Nel podcast di Maurizia Cacciatori una splendida “alzata” per Riesco ed Habile

Grazie a Invitalia per le imprese che – nel podcast della campionessa Maurizia Cacciatori – ha raccontato l’esperienza di inserimento lavorativo e sociale di Riesco dove viene applicato il programma Habile.
Il vicepresidente di Riesco Stefano Turcato – nel corso dell’intervista(che puoi vedere qui – ha ripercorso alcune tappe di Riesco evidenziando l’impatto virtuoso delle misure di “Italia Economia Sociale”.
La nascita e l’evoluzione di Riesco. “A metà degli anni ‘90 la provincia di Padova è stata protagonista a livello nazionale dell’esperienza delle cooperative sociali. In sostanza, abbiamo creato per la prima volta dei luoghi in cui persone con disabilità – terminata la scuola dell’obbligo – avessero un posto in cui portare avanti i loro percorsi. I servizi sono cresciuti, queste cooperative si sono messe in rete e nel padovano avevano bisogno di pasti. Allora ci siamo detti: facciamo una cooperativa sociale – con il 30% di persone con disabilità occupate – che segua la pausa pranzo. Abbiamo scoperto che con la cucina eravamo bravi, una grande impresa di Padova ha deciso di scommettere su di noi, siamo cresciuti nella qualità della nostra offerta, abbiamo fatto nascere un forno biologico sempre con persone con disabilità inserite, ora gran parte dei nostri clienti sono imprese del Veneto, ed importanti come Sonepar, Dainese, Carel. Oggi occupiamo più di 110 persone e una cinquantina di persone con disabilità trovano da noi un lavoro o uno spazio di socialità.”

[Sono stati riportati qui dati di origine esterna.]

//! Progress tracking and reporting for install operations

use std::sync::{Arc, Mutex};
use tracing::{debug, info};

/// Progress callback for install operations
pub type ProgressCallback = Arc<dyn Fn(ProgressEvent) + Send + Sync>;

/// Install stages in the order a single call passes through them
#[derive(Debug, Clone, Copy, PartialEq, Eq, PartialOrd, Ord, Hash)]
pub enum InstallStage {
    Downloading,
    Validating,
    Preparing,
    Replacing,
    Completed,
}

impl std::fmt::Display for InstallStage {
    fn fmt(&self, f: &mut std::fmt::Formatter<'_>) -> std::fmt::Result {
        let label = match self {
            InstallStage::Downloading => "downloading",
            InstallStage::Validating => "validating",
            InstallStage::Preparing => "preparing",
            InstallStage::Replacing => "replacing",
            InstallStage::Completed => "completed",
        };
        f.write_str(label)
    }
}

/// Event emitted during an install call
#[derive(Debug, Clone, PartialEq, Eq)]
pub struct ProgressEvent {
    pub stage: InstallStage,
    pub message: String,
}

impl ProgressEvent {
    pub fn new<S: Into<String>>(stage: InstallStage, message: S) -> Self {
        Self {
            stage,
            message: message.into(),
        }
    }
}

/// Trait for progress reporting with one hook per stage
pub trait ProgressReporter: Send + Sync {
    fn on_downloading(&self, _message: &str) {}
    fn on_validating(&self, _message: &str) {}
    fn on_preparing(&self, _message: &str) {}
    fn on_replacing(&self, _message: &str) {}
    fn on_completed(&self, _message: &str) {}
}

/// Extension trait to convert ProgressReporter to ProgressCallback
pub trait IntoProgressCallback {
    fn into_callback(self) -> ProgressCallback;
}

impl<T: ProgressReporter + 'static> IntoProgressCallback for T {
    fn into_callback(self) -> ProgressCallback {
        Arc::new(move |event: ProgressEvent| match event.stage {
            InstallStage::Downloading => self.on_downloading(&event.message),
            InstallStage::Validating => self.on_validating(&event.message),
            InstallStage::Preparing => self.on_preparing(&event.message),
            InstallStage::Replacing => self.on_replacing(&event.message),
            InstallStage::Completed => self.on_completed(&event.message),
        })
    }
}

/// Reporter that forwards every stage to `tracing`
#[derive(Debug, Default)]
pub struct LogProgressReporter {
    pub verbose: bool,
}

impl LogProgressReporter {
    pub fn new(verbose: bool) -> Self {
        Self { verbose }
    }
}

impl ProgressReporter for LogProgressReporter {
    fn on_downloading(&self, message: &str) {
        if self.verbose {
            info!(stage = "downloading", "{}", message);
        }
    }

    fn on_validating(&self, message: &str) {
        info!(stage = "validating", "{}", message);
    }

    fn on_preparing(&self, message: &str) {
        info!(stage = "preparing", "{}", message);
    }

    fn on_replacing(&self, message: &str) {
        info!(stage = "replacing", "{}", message);
    }

    fn on_completed(&self, message: &str) {
        info!(stage = "completed", "{}", message);
    }
}

/// Null progress reporter that does nothing
#[derive(Debug, Default)]
pub struct NullProgressReporter;

impl ProgressReporter for NullProgressReporter {}

/// Composite progress reporter that forwards events to multiple reporters
pub struct CompositeProgressReporter {
    reporters: Vec<Box<dyn ProgressReporter>>,
}

impl std::fmt::Debug for CompositeProgressReporter {
    fn fmt(&self, f: &mut std::fmt::Formatter<'_>) -> std::fmt::Result {
        f.debug_struct("CompositeProgressReporter")
            .field("reporters_count", &self.reporters.len())
            .finish()
    }
}

impl CompositeProgressReporter {
    pub fn new() -> Self {
        Self {
            reporters: Vec::new(),
        }
    }

    pub fn add_reporter<R: ProgressReporter + 'static>(mut self, reporter: R) -> Self {
        self.reporters.push(Box::new(reporter));
        self
    }
}

impl Default for CompositeProgressReporter {
    fn default() -> Self {
        Self::new()
    }
}

impl ProgressReporter for CompositeProgressReporter {
    fn on_downloading(&self, message: &str) {
        for reporter in &self.reporters {
            reporter.on_downloading(message);
        }
    }

    fn on_validating(&self, message: &str) {
        for reporter in &self.reporters {
            reporter.on_validating(message);
        }
    }

    fn on_preparing(&self, message: &str) {
        for reporter in &self.reporters {
            reporter.on_preparing(message);
        }
    }

    fn on_replacing(&self, message: &str) {
        for reporter in &self.reporters {
            reporter.on_replacing(message);
        }
    }

    fn on_completed(&self, message: &str) {
        for reporter in &self.reporters {
            reporter.on_completed(message);
        }
    }
}

/// Per-call progress channel
///
/// Wraps the caller's callback and guarantees that stages never move
/// backwards within one install call. Repeated events for the current stage
/// are passed through.
pub struct ProgressSink {
    callback: Option<ProgressCallback>,
    last_stage: Mutex<Option<InstallStage>>,
}

impl ProgressSink {
    pub fn new(callback: Option<ProgressCallback>) -> Self {
        Self {
            callback,
            last_stage: Mutex::new(None),
        }
    }

    pub fn emit<S: Into<String>>(&self, stage: InstallStage, message: S) {
        let Some(callback) = &self.callback else {
            return;
        };

        {
            let mut last = match self.last_stage.lock() {
                Ok(guard) => guard,
                Err(poisoned) => poisoned.into_inner(),
            };
            if let Some(previous) = *last {
                if stage < previous {
                    debug!("Dropping out-of-order {} event after {}", stage, previous);
                    return;
                }
            }
            *last = Some(stage);
        }

        callback(ProgressEvent::new(stage, message));
    }

    pub fn last_stage(&self) -> Option<InstallStage> {
        match self.last_stage.lock() {
            Ok(guard) => *guard,
            Err(poisoned) => *poisoned.into_inner(),
        }
    }
}

impl std::fmt::Debug for ProgressSink {
    fn fmt(&self, f: &mut std::fmt::Formatter<'_>) -> std::fmt::Result {
        f.debug_struct("ProgressSink")
            .field("has_callback", &self.callback.is_some())
            .field("last_stage", &self.last_stage())
            .finish()
    }
}

#[cfg(test)]
mod tests {
    use super::*;

    #[derive(Default)]
    struct CountingReporter {
        completed: Arc<Mutex<usize>>,
    }

    impl ProgressReporter for CountingReporter {
        fn on_completed(&self, _message: &str) {
            *self.completed.lock().unwrap() += 1;
        }
    }

    #[test]
    fn sink_drops_stages_that_move_backwards() {
        let seen = Arc::new(Mutex::new(Vec::new()));
        let captured = seen.clone();
        let sink = ProgressSink::new(Some(Arc::new(move |event: ProgressEvent| {
            captured.lock().unwrap().push(event.stage);
        })));

        sink.emit(InstallStage::Downloading, "a");
        sink.emit(InstallStage::Downloading, "b");
        sink.emit(InstallStage::Preparing, "c");
        sink.emit(InstallStage::Validating, "late");
        sink.emit(InstallStage::Completed, "d");

        assert_eq!(
            *seen.lock().unwrap(),
            vec![
                InstallStage::Downloading,
                InstallStage::Downloading,
                InstallStage::Preparing,
                InstallStage::Completed,
            ]
        );
        assert_eq!(sink.last_stage(), Some(InstallStage::Completed));
    }

    #[test]
    fn composite_reporter_fans_out() {
        let first = CountingReporter::default();
        let second = CountingReporter::default();
        let first_count = first.completed.clone();
        let second_count = second.completed.clone();

        let callback = CompositeProgressReporter::new()
            .add_reporter(first)
            .add_reporter(second)
            .add_reporter(NullProgressReporter)
            .into_callback();
        callback(ProgressEvent::new(InstallStage::Completed, "done"));

        assert_eq!(*first_count.lock().unwrap(), 1);
        assert_eq!(*second_count.lock().unwrap(), 1);
    }
}
//! Installs a locally built package twice: once fresh, once as an update
//!
//! 1. Build a small package archive in a temporary folder
//! 2. Install it as a directory
//! 3. Install a second release over it, which pushes the first into the cache

use mod_installer::{
    InstallDescriptor, Installer, InstallerConfig, PackageIdentity, ProgressCallback,
    ProgressEvent, TargetKind,
};
use std::io::Write;
use std::path::Path;
use std::sync::Arc;
use tokio_util::sync::CancellationToken;
use zip::write::SimpleFileOptions;

fn write_package(path: &Path, version: &str) -> Result<(), Box<dyn std::error::Error>> {
    let mut zip = zip::ZipWriter::new(std::fs::File::create(path)?);
    let options = SimpleFileOptions::default();
    zip.start_file("BetterMaps/modinfo.json", options)?;
    write!(zip, r#"{{"id":"demo.better-maps","version":"{}"}}"#, version)?;
    zip.start_file("BetterMaps/maps/overworld.dat", options)?;
    zip.write_all(version.as_bytes())?;
    zip.finish()?;
    Ok(())
}

#[tokio::main]
async fn main() -> Result<(), Box<dyn std::error::Error>> {
    let workspace = tempfile::tempdir()?;
    let config = InstallerConfig::builder()
        .scratch_root(workspace.path().join("scratch"))
        .cache_root(workspace.path().join("cache"))
        .build();
    let installer = Installer::new(config)?;

    let target = workspace.path().join("game/Mods/BetterMaps");
    let identity = PackageIdentity::new("demo.better-maps", "Better Maps");
    let cancel = CancellationToken::new();
    let progress: ProgressCallback = Arc::new(|event: ProgressEvent| {
        println!("[{}] {}", event.stage, event.message);
    });

    for (version, previous) in [("1.0.0", None), ("1.1.0", Some("1.0.0"))] {
        let archive = workspace.path().join(format!("better-maps-{}.zip", version));
        write_package(&archive, version)?;

        let mut descriptor = InstallDescriptor::new(
            identity.clone(),
            archive.to_string_lossy(),
            &target,
            TargetKind::Directory,
        )
        .with_version(version);
        descriptor.previous_version = previous.map(str::to_string);

        let result = installer
            .install(&descriptor, true, Some(progress.clone()), &cancel)
            .await;
        println!("{} -> success: {}, error: {:?}", version, result.success, result.error);
    }

    let installed = std::fs::read_to_string(target.join("maps/overworld.dat"))?;
    println!("Installed release: {}", installed);
    Ok(())
}
use crate::{Context, ProvideCredential, Result, SignRequest, SigningCredential};
use std::sync::{Arc, Mutex};
use std::time::Duration;

/// Signer is the main struct used to sign the request.
///
/// It pairs a credential provider with a request signer and caches the
/// loaded credential until it stops being valid.
#[derive(Clone, Debug)]
pub struct Signer<K: SigningCredential> {
    ctx: Context,
    loader: Arc<dyn ProvideCredential<Credential = K>>,
    builder: Arc<dyn SignRequest<Credential = K>>,
    credential: Arc<Mutex<Option<K>>>,
}

impl<K: SigningCredential> Signer<K> {
    /// Create a new signer.
    pub fn new(
        ctx: Context,
        loader: impl ProvideCredential<Credential = K>,
        builder: impl SignRequest<Credential = K>,
    ) -> Self {
        Self {
            ctx,

            loader: Arc::new(loader),
            builder: Arc::new(builder),
            credential: Arc::new(Mutex::new(None)),
        }
    }

    /// Signing request.
    pub async fn sign(
        &self,
        req: &mut http::request::Parts,
        expires_in: Option<Duration>,
    ) -> Result<()> {
        let cred = self.credential.lock().expect("lock poisoned").clone();
        let cred = if cred.is_valid() {
            cred
        } else {
            let loaded = self.loader.provide_credential(&self.ctx).await?;
            *self.credential.lock().expect("lock poisoned") = loaded.clone();
            loaded
        };

        self.builder
            .sign_request(&self.ctx, req, cred.as_ref(), expires_in)
            .await
    }
}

Riesco e Habile “Riesco” si riferisce al verbo “riuscire”. È legata alla nostra mission, quella dell’inserimento lavorativo di persone con disabilità. Spesso è il contesto di lavoro che rende una persona più o meno disabile, l’esempio classico è quello delle barriere architettoniche: se le abbattiamo, la persona non avrà più ostacoli. In Riesco abbiamo organizzato il nostro lavoro con il metodo Habile: attraverso laboratori e con il supporto di tutor le persone con fragilità riescono ad esprimere i loro talenti e a lavorare, a produrre, a guadagnare, a conquistare autonomia.

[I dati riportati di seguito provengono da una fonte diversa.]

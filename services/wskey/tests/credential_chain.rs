//! Integration tests for ProvideCredentialChain with the wskey service

use async_trait::async_trait;
use aex_core::ProvideCredentialChain;
use aex_core::{Context, ProvideCredential};
use aex_wskey::{Config, ConfigCredentialProvider, Credential, DefaultCredentialProvider};
use std::sync::Arc;

/// Mock provider that tracks how many times it was called
#[derive(Debug)]
struct CountingProvider {
    name: String,
    return_credential: bool,
    call_count: Arc<std::sync::Mutex<usize>>,
}

#[async_trait]
impl ProvideCredential for CountingProvider {
    type Credential = Credential;

    async fn provide_credential(&self, _ctx: &Context) -> aex_core::Result<Option<Self::Credential>> {
        let mut count = self.call_count.lock().unwrap();
        *count += 1;

        if self.return_credential {
            Ok(Some(Credential::new(
                &format!("{}_id", self.name),
                &format!("{}_secret", self.name),
            )))
        } else {
            Ok(None)
        }
    }
}

#[tokio::test]
async fn test_chain_stops_at_first_success() {
    let ctx = Context::new();

    let count1 = Arc::new(std::sync::Mutex::new(0));
    let count2 = Arc::new(std::sync::Mutex::new(0));
    let count3 = Arc::new(std::sync::Mutex::new(0));

    let chain = ProvideCredentialChain::new()
        .push(CountingProvider {
            name: "provider1".to_string(),
            return_credential: false,
            call_count: count1.clone(),
        })
        .push(CountingProvider {
            name: "provider2".to_string(),
            return_credential: true,
            call_count: count2.clone(),
        })
        .push(CountingProvider {
            name: "provider3".to_string(),
            return_credential: true,
            call_count: count3.clone(),
        });

    let result = chain.provide_credential(&ctx).await.unwrap();
    assert!(result.is_some());

    let cred = result.unwrap();
    assert_eq!(cred.client_id, "provider2_id");
    assert_eq!(cred.secret, "provider2_secret");

    // Verify call counts
    assert_eq!(*count1.lock().unwrap(), 1);
    assert_eq!(*count2.lock().unwrap(), 1);
    assert_eq!(*count3.lock().unwrap(), 0); // Should not be called
}

#[tokio::test]
async fn test_chain_with_real_providers() {
    use aex_core::StaticEnv;
    use std::collections::HashMap;

    let ctx = Context::new().with_env(StaticEnv {
        envs: HashMap::from_iter([
            ("OCLC_WSKEY_CLIENT_ID".to_string(), "test_id".to_string()),
            ("OCLC_WSKEY_SECRET".to_string(), "test_secret".to_string()),
        ]),
    });

    let config = Arc::new(Config::default());

    // Create a chain with only ConfigCredentialProvider
    let chain = ProvideCredentialChain::new().push(ConfigCredentialProvider::new(config));

    let result = chain.provide_credential(&ctx).await.unwrap();
    assert!(result.is_some());

    let cred = result.unwrap();
    assert_eq!(cred.client_id, "test_id");
    assert_eq!(cred.secret, "test_secret");
}

#[tokio::test]
async fn test_empty_chain_returns_none() {
    let ctx = Context::new();
    let chain: ProvideCredentialChain<Credential> = ProvideCredentialChain::new();

    let result = chain.provide_credential(&ctx).await.unwrap();
    assert!(result.is_none());
}

#[tokio::test]
async fn test_chain_all_providers_return_none() {
    let ctx = Context::new();

    let count1 = Arc::new(std::sync::Mutex::new(0));
    let count2 = Arc::new(std::sync::Mutex::new(0));

    let chain = ProvideCredentialChain::new()
        .push(CountingProvider {
            name: "provider1".to_string(),
            return_credential: false,
            call_count: count1.clone(),
        })
        .push(CountingProvider {
            name: "provider2".to_string(),
            return_credential: false,
            call_count: count2.clone(),
        });

    let result = chain.provide_credential(&ctx).await.unwrap();
    assert!(result.is_none());

    // Verify all providers were called
    assert_eq!(*count1.lock().unwrap(), 1);
    assert_eq!(*count2.lock().unwrap(), 1);
}

#[tokio::test]
async fn test_default_provider_prefers_env() {
    use aex_core::StaticEnv;
    use std::collections::HashMap;

    let ctx = Context::new().with_env(StaticEnv {
        envs: HashMap::from_iter([
            ("OCLC_WSKEY_CLIENT_ID".to_string(), "env_id".to_string()),
            ("OCLC_WSKEY_SECRET".to_string(), "env_secret".to_string()),
        ]),
    });

    let provider = DefaultCredentialProvider::with_config(Config {
        client_id: Some("config_id".to_string()),
        secret: Some("config_secret".to_string()),
    });

    let cred = provider.provide_credential(&ctx).await.unwrap().unwrap();
    assert_eq!(cred.client_id, "env_id");
    assert_eq!(cred.secret, "env_secret");
}

#[tokio::test]
async fn test_default_provider_falls_back_to_config() {
    let provider = DefaultCredentialProvider::with_config(Config {
        client_id: Some("config_id".to_string()),
        secret: Some("config_secret".to_string()),
    });

    let cred = provider
        .provide_credential(&Context::new())
        .await
        .unwrap()
        .unwrap();
    assert_eq!(cred.client_id, "config_id");
    assert_eq!(cred.secret, "config_secret");
}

Italia Economia Sociale “Grazie ad Italia Economia Sociale è stato possibile strutturare la nostra impresa, che sta vivendo una fase di crescita. Fondamentale è stata l’innovazione passata per nuovi macchinari. Penso, per esempio, alla macchina del lavaggio, che ha consentito di rendere meno gravoso il lavoro di pulizia delle teglie con cui realizziamo circa 4 mila pasti al giorno. Oggi due persone con disabilità – si chiamano Ugo e Gianluca – gestiscono in autonomia questa macchina e sono protagoniste del processo. Sono soddisfazioni, è la tecnologia che si intreccia al sociale in maniera virtuosa e migliorando il lavoro.”